The entries follow. Print each one exactly.

_ _ _ _ _

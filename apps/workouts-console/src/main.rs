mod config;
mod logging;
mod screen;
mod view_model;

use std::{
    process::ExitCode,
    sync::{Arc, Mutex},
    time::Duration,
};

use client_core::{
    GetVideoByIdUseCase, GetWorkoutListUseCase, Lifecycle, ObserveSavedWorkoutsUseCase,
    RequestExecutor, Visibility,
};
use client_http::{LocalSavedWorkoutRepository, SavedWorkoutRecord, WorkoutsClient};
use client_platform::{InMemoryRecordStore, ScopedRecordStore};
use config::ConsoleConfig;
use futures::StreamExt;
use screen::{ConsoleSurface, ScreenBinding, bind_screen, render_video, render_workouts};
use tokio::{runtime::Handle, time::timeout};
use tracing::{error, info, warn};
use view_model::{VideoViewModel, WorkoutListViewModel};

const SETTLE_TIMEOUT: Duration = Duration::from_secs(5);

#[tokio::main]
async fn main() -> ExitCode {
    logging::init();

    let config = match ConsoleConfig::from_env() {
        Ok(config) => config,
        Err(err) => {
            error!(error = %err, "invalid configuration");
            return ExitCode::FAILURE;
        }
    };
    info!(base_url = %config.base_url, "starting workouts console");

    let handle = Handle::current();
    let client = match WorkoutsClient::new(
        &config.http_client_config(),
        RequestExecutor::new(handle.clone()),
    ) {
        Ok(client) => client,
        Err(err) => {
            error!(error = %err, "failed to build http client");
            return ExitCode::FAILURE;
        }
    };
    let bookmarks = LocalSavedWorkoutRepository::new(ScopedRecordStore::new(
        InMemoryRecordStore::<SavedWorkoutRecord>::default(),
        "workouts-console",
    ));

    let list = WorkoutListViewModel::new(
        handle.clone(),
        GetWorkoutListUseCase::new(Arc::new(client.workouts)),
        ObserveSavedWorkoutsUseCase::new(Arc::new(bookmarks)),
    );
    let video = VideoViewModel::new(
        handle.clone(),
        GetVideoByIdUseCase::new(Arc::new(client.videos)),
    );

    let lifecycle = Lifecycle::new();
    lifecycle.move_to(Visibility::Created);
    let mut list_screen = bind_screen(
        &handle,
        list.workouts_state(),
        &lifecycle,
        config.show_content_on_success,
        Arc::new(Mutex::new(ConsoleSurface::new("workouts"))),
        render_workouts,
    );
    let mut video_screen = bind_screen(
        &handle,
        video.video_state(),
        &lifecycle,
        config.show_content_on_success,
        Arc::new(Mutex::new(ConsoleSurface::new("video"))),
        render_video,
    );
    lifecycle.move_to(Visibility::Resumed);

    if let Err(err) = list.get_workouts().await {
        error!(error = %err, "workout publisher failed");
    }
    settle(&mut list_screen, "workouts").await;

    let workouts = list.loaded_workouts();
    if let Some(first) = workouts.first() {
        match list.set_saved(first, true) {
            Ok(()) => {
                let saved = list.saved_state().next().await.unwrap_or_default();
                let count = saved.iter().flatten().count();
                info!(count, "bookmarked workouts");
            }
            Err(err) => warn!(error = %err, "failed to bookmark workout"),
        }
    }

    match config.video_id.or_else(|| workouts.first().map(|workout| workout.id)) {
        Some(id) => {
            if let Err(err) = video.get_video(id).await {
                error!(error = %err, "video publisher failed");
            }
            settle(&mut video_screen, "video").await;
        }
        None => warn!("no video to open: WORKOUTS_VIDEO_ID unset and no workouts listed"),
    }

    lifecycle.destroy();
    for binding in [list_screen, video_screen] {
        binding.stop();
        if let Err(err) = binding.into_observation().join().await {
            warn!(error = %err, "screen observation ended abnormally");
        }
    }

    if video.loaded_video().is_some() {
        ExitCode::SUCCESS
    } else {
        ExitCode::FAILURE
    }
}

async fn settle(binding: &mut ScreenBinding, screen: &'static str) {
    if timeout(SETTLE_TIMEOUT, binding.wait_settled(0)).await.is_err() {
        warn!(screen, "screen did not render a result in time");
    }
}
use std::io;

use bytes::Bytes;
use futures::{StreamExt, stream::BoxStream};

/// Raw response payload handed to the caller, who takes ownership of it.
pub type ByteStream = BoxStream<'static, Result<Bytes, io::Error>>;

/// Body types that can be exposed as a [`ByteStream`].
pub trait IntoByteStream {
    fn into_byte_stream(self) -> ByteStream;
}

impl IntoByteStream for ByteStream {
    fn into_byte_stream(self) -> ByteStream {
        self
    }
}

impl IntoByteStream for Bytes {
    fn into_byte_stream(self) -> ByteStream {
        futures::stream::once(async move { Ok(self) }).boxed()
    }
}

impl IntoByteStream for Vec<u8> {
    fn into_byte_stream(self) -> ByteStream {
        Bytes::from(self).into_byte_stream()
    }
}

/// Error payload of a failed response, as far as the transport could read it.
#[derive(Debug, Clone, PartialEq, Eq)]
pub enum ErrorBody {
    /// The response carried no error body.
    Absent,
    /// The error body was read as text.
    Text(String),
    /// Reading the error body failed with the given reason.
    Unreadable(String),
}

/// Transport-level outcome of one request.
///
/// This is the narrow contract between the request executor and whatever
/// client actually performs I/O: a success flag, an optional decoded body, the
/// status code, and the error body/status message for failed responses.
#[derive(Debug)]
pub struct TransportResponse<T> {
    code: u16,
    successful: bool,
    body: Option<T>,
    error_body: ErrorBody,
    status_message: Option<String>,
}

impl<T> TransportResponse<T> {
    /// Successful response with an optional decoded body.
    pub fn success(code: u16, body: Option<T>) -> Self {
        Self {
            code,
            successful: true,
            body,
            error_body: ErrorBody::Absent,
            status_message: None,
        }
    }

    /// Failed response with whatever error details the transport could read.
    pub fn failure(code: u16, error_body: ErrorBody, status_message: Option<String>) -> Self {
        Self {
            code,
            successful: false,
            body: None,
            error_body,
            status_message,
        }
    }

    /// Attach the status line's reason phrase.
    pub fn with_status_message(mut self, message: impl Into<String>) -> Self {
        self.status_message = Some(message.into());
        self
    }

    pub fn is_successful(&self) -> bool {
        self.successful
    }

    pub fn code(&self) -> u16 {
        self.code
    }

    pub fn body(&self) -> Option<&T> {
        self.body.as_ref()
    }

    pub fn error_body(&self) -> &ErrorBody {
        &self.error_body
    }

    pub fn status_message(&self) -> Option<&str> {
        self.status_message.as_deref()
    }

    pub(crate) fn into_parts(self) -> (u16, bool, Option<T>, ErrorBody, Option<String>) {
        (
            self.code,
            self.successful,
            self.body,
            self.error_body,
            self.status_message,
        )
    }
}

_ _ _ _ _

> _Response to this task_
filename apps/workouts-console/src/main.rs
mod config;
mod logging;
mod screen;
mod view_model;

use std::{
    process::ExitCode,
    sync::{Arc, Mutex},
    time::Duration,
};

use client_core::{
    GetVideoByIdUseCase, GetWorkoutListUseCase, Lifecycle, ObserveSavedWorkoutsUseCase,
    RequestExecutor, Visibility,
};
use client_http::{LocalSavedWorkoutRepository, SavedWorkoutRecord, WorkoutsClient};
use client_platform::{InMemoryRecordStore, ScopedRecordStore};
use config::ConsoleConfig;
use futures::StreamExt;
use screen::{ConsoleSurface, ScreenBinding, bind_screen, render_video, render_workouts};
use tokio::{runtime::Handle, time::timeout};
use tracing::{error, info, warn};
use view_model::{VideoViewModel, WorkoutListViewModel};

const SETTLE_TIMEOUT: Duration = Duration::from_secs(5);

#[tokio::main]
async fn main() -> ExitCode {
    logging::init();

    let config = match ConsoleConfig::from_env() {
        Ok(config) => config,
        Err(err) => {
            error!(error = %err, "invalid configuration");
            return ExitCode::FAILURE;
        }
    };
    info!(base_url = %config.base_url, "starting workouts console");

    let handle = Handle::current();
    let client = match WorkoutsClient::new(
        &config.http_client_config(),
        RequestExecutor::new(handle.clone()),
    ) {
        Ok(client) => client,
        Err(err) => {
            error!(error = %err, "failed to build http client");
            return ExitCode::FAILURE;
        }
    };
    let bookmarks = LocalSavedWorkoutRepository::new(ScopedRecordStore::new(
        InMemoryRecordStore::<SavedWorkoutRecord>::default(),
        "workouts-console",
    ));

    let list = WorkoutListViewModel::new(
        handle.clone(),
        GetWorkoutListUseCase::new(Arc::new(client.workouts)),
        ObserveSavedWorkoutsUseCase::new(Arc::new(bookmarks)),
    );
    let video = VideoViewModel::new(
        handle.clone(),
        GetVideoByIdUseCase::new(Arc::new(client.videos)),
    );

    let lifecycle = Lifecycle::new();
    lifecycle.move_to(Visibility::Created);
    let mut list_screen = bind_screen(
        &handle,
        list.workouts_state(),
        &lifecycle,
        config.show_content_on_success,
        Arc::new(Mutex::new(ConsoleSurface::new("workouts"))),
        render_workouts,
    );
    let mut video_screen = bind_screen(
        &handle,
        video.video_state(),
        &lifecycle,
        config.show_content_on_success,
        Arc::new(Mutex::new(ConsoleSurface::new("video"))),
        render_video,
    );
    lifecycle.move_to(Visibility::Resumed);

    if let Err(err) = list.get_workouts().await {
        error!(error = %err, "workout publisher failed");
    }
    settle(&mut list_screen, "workouts").await;

    let workouts = list.loaded_workouts();
    if let Some(first) = workouts.first() {
        match list.set_saved(first, true) {
            Ok(()) => {
                let saved = list.saved_state().next().await.unwrap_or_default();
                let count = saved.iter().flatten().count();
                info!(count, "bookmarked workouts");
            }
            Err(err) => warn!(error = %err, "failed to bookmark workout"),
        }
    }

    match config.video_id.or_else(|| workouts.first().map(|workout| workout.id)) {
        Some(id) => {
            if let Err(err) = video.get_video(id).await {
                error!(error = %err, "video publisher failed");
            }
            settle(&mut video_screen, "video").await;
        }
        None => warn!("no video to open: WORKOUTS_VIDEO_ID unset and no workouts listed"),
    }

    lifecycle.destroy();
    for binding in [list_screen, video_screen] {
        binding.stop();
        if let Err(err) = binding.into_observation().join().await {
            warn!(error = %err, "screen observation ended abnormally");
        }
    }

    if video.loaded_video().is_some() {
        ExitCode::SUCCESS
    } else {
        ExitCode::FAILURE
    }
}

async fn settle(binding: &mut ScreenBinding, screen: &'static str) {
    if timeout(SETTLE_TIMEOUT, binding.wait_settled(0)).await.is_err() {
        warn!(screen, "screen did not render a result in time");
    }
}
use std::io;

use bytes::Bytes;
use futures::{StreamExt, stream::BoxStream};

/// Raw response payload handed to the caller, who takes ownership of it.
pub type ByteStream = BoxStream<'static, Result<Bytes, io::Error>>;

/// Body types that can be exposed as a [`ByteStream`].
pub trait IntoByteStream {
    fn into_byte_stream(self) -> ByteStream;
}

impl IntoByteStream for ByteStream {
    fn into_byte_stream(self) -> ByteStream {
        self
    }
}

impl IntoByteStream for Bytes {
    fn into_byte_stream(self) -> ByteStream {
        futures::stream::once(async move { Ok(self) }).boxed()
    }
}

impl IntoByteStream for Vec<u8> {
    fn into_byte_stream(self) -> ByteStream {
        Bytes::from(self).into_byte_stream()
    }
}

/// Error payload of a failed response, as far as the transport could read it.
#[derive(Debug, Clone, PartialEq, Eq)]
pub enum ErrorBody {
    /// The response carried no error body.
    Absent,
    /// The error body was read as text.
    Text(String),
    /// Reading the error body failed with the given reason.
    Unreadable(String),
}

/// Transport-level outcome of one request.
///
/// This is the narrow contract between the request executor and whatever
/// client actually performs I/O: a success flag, an optional decoded body, the
/// status code, and the error body/status message for failed responses.
#[derive(Debug)]
pub struct TransportResponse<T> {
    code: u16,
    successful: bool,
    body: Option<T>,
    error_body: ErrorBody,
    status_message: Option<String>,
}

impl<T> TransportResponse<T> {
    /// Successful response with an optional decoded body.
    pub fn success(code: u16, body: Option<T>) -> Self {
        Self {
            code,
            successful: true,
            body,
            error_body: ErrorBody::Absent,
            status_message: None,
        }
    }

    /// Failed response with whatever error details the transport could read.
    pub fn failure(code: u16, error_body: ErrorBody, status_message: Option<String>) -> Self {
        Self {
            code,
            successful: false,
            body: None,
            error_body,
            status_message,
        }
    }

    /// Attach the status line's reason phrase.
    pub fn with_status_message(mut self, message: impl Into<String>) -> Self {
        self.status_message = Some(message.into());
        self
    }

    pub fn is_successful(&self) -> bool {
        self.successful
    }

    pub fn code(&self) -> u16 {
        self.code
    }

    pub fn body(&self) -> Option<&T> {
        self.body.as_ref()
    }

    pub fn error_body(&self) -> &ErrorBody {
        &self.error_body
    }

    pub fn status_message(&self) -> Option<&str> {
        self.status_message.as_deref()
    }

    pub(crate) fn into_parts(self) -> (u16, bool, Option<T>, ErrorBody, Option<String>) {
        (
            self.code,
            self.successful,
            self.body,
            self.error_body,
            self.status_message,
        )
    }
}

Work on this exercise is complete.